San Diego wasn’t exactly a high energy kind of place and the people Scolari’s reflected that. We wore our new Chairman Mao shirts that were given to us by Mike, Bill’s brother. He brought bunch of stuff like that back from his business trip to China. There was a fellow there named Tom who had the Roy Orbison glasses – he told us he is legally blind. I think he was on the prowl because all of us got the impression he was coming on to us. The weirdest part was when he told Phil that Phil looks like he’s from Iowa. Weird because he is. When we arrived, Tom had asked me to light his cigarette for him because his lighter kept getting blown out by the wind. After I helped him with it he told me he couldn’t see but that he bet my face was handsome. I told him I had to go to the bathroom.

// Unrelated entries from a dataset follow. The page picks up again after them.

//! Core domain logic for vcv
//!
//! This module contains pure business logic with no I/O dependencies.
//! All external interactions are abstracted through port traits.
//!
//! ## Architecture
//!
//! - `models/` - Domain types (`CaptureSlot`, `WizardStep`, `GradingResult`, `Platform`)
//! - `services/` - Capture session, grade estimator, portal navigator
//! - `ports/` - Trait definitions for external dependencies

pub mod models;
pub mod ports;
pub mod services;
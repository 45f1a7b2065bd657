//! Image source port
//!
//! Defines how a raw image reference (a path, a camera handle...) becomes an
//! in-memory [`ImagePayload`] before it reaches the capture session.

use std::path::{Path, PathBuf};

use thiserror::Error;

use crate::core::models::{CaptureSlot, ImagePayload};

/// Errors raised while loading images
#[derive(Debug, Error)]
pub enum SourceError {
    /// The referenced image does not exist
    #[error("image not found: {0}")]
    NotFound(PathBuf),

    /// The referenced image has no content
    #[error("image is empty: {0}")]
    Empty(PathBuf),

    /// A directory scan pattern was invalid
    #[error("invalid search pattern: {0}")]
    Pattern(#[from] glob::PatternError),

    /// IO error while reading
    #[error("io error: {0}")]
    Io(#[from] std::io::Error),
}

/// Loads images for the capture workflow
pub trait ImageSource {
    /// Read one image into memory
    fn load(&self, path: &Path) -> Result<ImagePayload, SourceError>;

    /// Find the image for each slot inside a directory
    ///
    /// Slots without a matching image are absent from the result.
    fn discover(&self, dir: &Path) -> Result<Vec<(CaptureSlot, PathBuf)>, SourceError>;

    /// Load every discovered image in a directory
    fn load_dir(&self, dir: &Path) -> Result<Vec<(CaptureSlot, ImagePayload)>, SourceError> {
        self.discover(dir)?
            .into_iter()
            .map(|(slot, path)| self.load(&path).map(|payload| (slot, payload)))
            .collect()
    }
}
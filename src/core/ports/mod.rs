//! Port traits (interfaces) for external dependencies
//!
//! The core never reads files itself. Images reach the capture session
//! through [`ImageSource`]; implementations live in the `adapters` module.

mod image_source;

pub use image_source::{ImageSource, SourceError};
//! One-shot grade estimate from image files

use std::path::PathBuf;

use anyhow::Context;

use vcv::adapters::file::FileImageSource;
use vcv::core::models::CaptureSlot;
use vcv::core::ports::ImageSource;
use vcv::core::services::CaptureSession;
use vcv::output::{GradeReport, OutputMode};

/// Image files named on the command line
#[derive(Debug, Default)]
pub struct GradeFiles {
    /// Front, top-down
    pub front_top: Option<PathBuf>,
    /// Back, top-down
    pub back_top: Option<PathBuf>,
    /// Front, angled
    pub front_angle: Option<PathBuf>,
    /// Directory to discover slot images in
    pub dir: Option<PathBuf>,
}

impl GradeFiles {
    fn explicit(&self) -> [(CaptureSlot, Option<&PathBuf>); 3] {
        [
            (CaptureSlot::FrontTop, self.front_top.as_ref()),
            (CaptureSlot::BackTop, self.back_top.as_ref()),
            (CaptureSlot::FrontAngle, self.front_angle.as_ref()),
        ]
    }
}

/// Capture the given files and print the estimate
///
/// Files named explicitly take precedence over images found in `--dir`.
/// Missing slots produce the incomplete-capture result, not an error.
pub fn grade(files: &GradeFiles, mode: OutputMode) -> anyhow::Result<()> {
    let source = FileImageSource::new();
    let mut session = CaptureSession::new();

    if let Some(dir) = &files.dir {
        let found = source
            .load_dir(dir)
            .with_context(|| format!("cannot read captures from {}", dir.display()))?;
        for (slot, payload) in found {
            session.capture_image(slot, payload)?;
        }
    }

    for (slot, path) in files.explicit() {
        if let Some(path) = path {
            let payload = source.load(path)?;
            session.capture_image(slot, payload)?;
        }
    }

    let result = session.request_grade();
    log::debug!("graded {} capture(s)", session.images().len());

    GradeReport { result }.render(mode);
    Ok(())
}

We also met Troy from Cattle Decapitation. It was odd because we’d brought them up in a conversation earlier that day about over the top band names. He was a really cool guy. Everyone at the place was super. It’s just too bad it was so dead. In spite of that, people were enthusiastic and we actually sold more CDs than any other night so far! One guy was a friend of an LA cumbia band and asked if were going to play LA. I told him we just did and we talked about playing LA. I told him we’d love to play with his friends in LA sometime because we never do very well there on our own. In fact, I told him we don’t really care to spend a lot of time in LA and he was shocked. He said, “why?” and I thought back to the little rant I’d made in the last journal entry about playing LA.

Bill slept in the van for the entire length of Action Friend’s set but that was probably for the best as he drove us back to LA – arrival time was 4:30 AM! We stayed at Jeff’s again.


The place was kind of dead – and even the employees and other regular patrons said it’s usually not like that… I don’t know whether to believe that or not because that’s what every venue tells a band when the night is slow – especially when you’re earning a percentage of the bar as pay.

After doing these last three dates (SAT, MON and TUE), I think I did just about the best I could do with the planning/booking. We didn’t have to drive much, we had free lodging and great weather and although the shows were not well attended, at least we didn’t lose a bunch of money by paying to play or driving really far. Filling MON and TUE is always challenging. This was much better than driving 5 hours to some nowhere town where people would ignore us. I guess what I mean is, I knew that MON and TUE would be mediocre pretty much no matter where we played. At least we had the opportunity to play to enthusiastic (if small) audiences without spending a lot of money or wasting a lot of time.